• _What this task involves_: Restate the whole listing exactly.

Start of Data

//! Render model of the stream context.

use serde::Serialize;

/// A stream `server` block. It either reads the SNI and passes the connection
/// on (`ssl_preread`), or proxies a socket to an upstream.
#[derive(Clone, Debug, Default, Serialize, PartialEq, Eq)]
pub(crate) struct Server {
    pub listen: String,
    pub status_zone: String,
    pub proxy_pass: String,
    pub pass: String,
    pub proxy_protocol: String,
    pub real_ip_from: Vec<String>,
    pub ssl_preread: bool,
    pub is_socket: bool,
}

#[derive(Clone, Debug, Default, Serialize, PartialEq, Eq)]
pub(crate) struct Upstream {
    pub name: String,
    pub zone_size: String,
    pub servers: Vec<UpstreamServer>,
}

#[derive(Clone, Debug, Default, Serialize, PartialEq, Eq)]
pub(crate) struct UpstreamServer {
    pub address: String,
}
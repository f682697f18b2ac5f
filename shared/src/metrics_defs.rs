//! Common types for metrics definitions.

#[derive(Debug, Clone, Copy, PartialEq, Eq)]
pub enum MetricType {
    Counter,
    Gauge,
    Histogram,
}

impl MetricType {
    pub const fn as_str(&self) -> &'static str {
        match self {
            MetricType::Counter => "Counter",
            MetricType::Gauge => "Gauge",
            MetricType::Histogram => "Histogram",
        }
    }
}

#[derive(Debug, Clone, Copy)]
pub struct MetricDef {
    pub name: &'static str,
    pub metric_type: MetricType,
    pub description: &'static str,
}

/// Registers the description of every metric with the installed recorder.
pub fn describe_all(defs: &[MetricDef]) {
    for def in defs {
        match def.metric_type {
            MetricType::Counter => metrics::describe_counter!(def.name, def.description),
            MetricType::Gauge => metrics::describe_gauge!(def.name, def.description),
            MetricType::Histogram => metrics::describe_histogram!(def.name, def.description),
        }
    }
}

/// Renders the definitions as a markdown table, one metric per row.
pub fn render_table(defs: &[MetricDef]) -> String {
    let mut out = String::from("| Name | Type | Description |\n|------|------|-------------|\n");
    for def in defs {
        out.push_str(&format!(
            "| `{}` | {} | {} |\n",
            def.name,
            def.metric_type.as_str(),
            def.description
        ));
    }
    out
}

#[macro_export]
macro_rules! counter {
    ($def:expr) => {
        metrics::counter!($def.name)
    };
    ($def:expr, $($label:expr => $value:expr),+ $(,)?) => {
        metrics::counter!($def.name, $($label => $value),+)
    };
}

#[macro_export]
macro_rules! gauge {
    ($def:expr) => {
        metrics::gauge!($def.name)
    };
}

#[macro_export]
macro_rules! histogram {
    ($def:expr) => {
        metrics::histogram!($def.name)
    };
}

#[cfg(test)]
mod tests {
    use super::*;

    const DEFS: &[MetricDef] = &[
        MetricDef {
            name: "a.count",
            metric_type: MetricType::Counter,
            description: "A counter",
        },
        MetricDef {
            name: "b.time",
            metric_type: MetricType::Histogram,
            description: "A histogram",
        },
    ];

    #[test]
    fn test_render_table() {
        let table = render_table(DEFS);
        assert!(table.contains("| `a.count` | Counter | A counter |"));
        assert!(table.contains("| `b.time` | Histogram | A histogram |"));
        assert_eq!(table.lines().count(), 4);
    }

    #[test]
    fn test_describe_without_recorder() {
        // no recorder installed, must be a no-op
        describe_all(DEFS);
    }

    #[test]
    fn test_counter_with_labels() {
        counter!(DEFS[0]).increment(1);
        counter!(DEFS[0], "file_type" => "Secret").increment(1);
        counter!(DEFS[0], "a" => "1", "b" => "2",).increment(1);
    }
}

End of Data

• _Task solution_:
//! Render model of the stream context.

use serde::Serialize;

/// A stream `server` block. It either reads the SNI and passes the connection
/// on (`ssl_preread`), or proxies a socket to an upstream.
#[derive(Clone, Debug, Default, Serialize, PartialEq, Eq)]
pub(crate) struct Server {
    pub listen: String,
    pub status_zone: String,
    pub proxy_pass: String,
    pub pass: String,
    pub proxy_protocol: String,
    pub real_ip_from: Vec<String>,
    pub ssl_preread: bool,
    pub is_socket: bool,
}

#[derive(Clone, Debug, Default, Serialize, PartialEq, Eq)]
pub(crate) struct Upstream {
    pub name: String,
    pub zone_size: String,
    pub servers: Vec<UpstreamServer>,
}

#[derive(Clone, Debug, Default, Serialize, PartialEq, Eq)]
pub(crate) struct UpstreamServer {
    pub address: String,
}
repository f682697f18b2ac5f
filename shared/src/metrics_defs.rs
//! Common types for metrics definitions.

#[derive(Debug, Clone, Copy, PartialEq, Eq)]
pub enum MetricType {
    Counter,
    Gauge,
    Histogram,
}

impl MetricType {
    pub const fn as_str(&self) -> &'static str {
        match self {
            MetricType::Counter => "Counter",
            MetricType::Gauge => "Gauge",
            MetricType::Histogram => "Histogram",
        }
    }
}

#[derive(Debug, Clone, Copy)]
pub struct MetricDef {
    pub name: &'static str,
    pub metric_type: MetricType,
    pub description: &'static str,
}

/// Registers the description of every metric with the installed recorder.
pub fn describe_all(defs: &[MetricDef]) {
    for def in defs {
        match def.metric_type {
            MetricType::Counter => metrics::describe_counter!(def.name, def.description),
            MetricType::Gauge => metrics::describe_gauge!(def.name, def.description),
            MetricType::Histogram => metrics::describe_histogram!(def.name, def.description),
        }
    }
}

/// Renders the definitions as a markdown table, one metric per row.
pub fn render_table(defs: &[MetricDef]) -> String {
    let mut out = String::from("| Name | Type | Description |\n|------|------|-------------|\n");
    for def in defs {
        out.push_str(&format!(
            "| `{}` | {} | {} |\n",
            def.name,
            def.metric_type.as_str(),
            def.description
        ));
    }
    out
}

#[macro_export]
macro_rules! counter {
    ($def:expr) => {
        metrics::counter!($def.name)
    };
    ($def:expr, $($label:expr => $value:expr),+ $(,)?) => {
        metrics::counter!($def.name, $($label => $value),+)
    };
}

#[macro_export]
macro_rules! gauge {
    ($def:expr) => {
        metrics::gauge!($def.name)
    };
}

#[macro_export]
macro_rules! histogram {
    ($def:expr) => {
        metrics::histogram!($def.name)
    };
}

#[cfg(test)]
mod tests {
    use super::*;

    const DEFS: &[MetricDef] = &[
        MetricDef {
            name: "a.count",
            metric_type: MetricType::Counter,
            description: "A counter",
        },
        MetricDef {
            name: "b.time",
            metric_type: MetricType::Histogram,
            description: "A histogram",
        },
    ];

    #[test]
    fn test_render_table() {
        let table = render_table(DEFS);
        assert!(table.contains("| `a.count` | Counter | A counter |"));
        assert!(table.contains("| `b.time` | Histogram | A histogram |"));
        assert_eq!(table.lines().count(), 4);
    }

    #[test]
    fn test_describe_without_recorder() {
        // no recorder installed, must be a no-op
        describe_all(DEFS);
    }

    #[test]
    fn test_counter_with_labels() {
        counter!(DEFS[0]).increment(1);
        counter!(DEFS[0], "file_type" => "Secret").increment(1);
        counter!(DEFS[0], "a" => "1", "b" => "2",).increment(1);
    }
}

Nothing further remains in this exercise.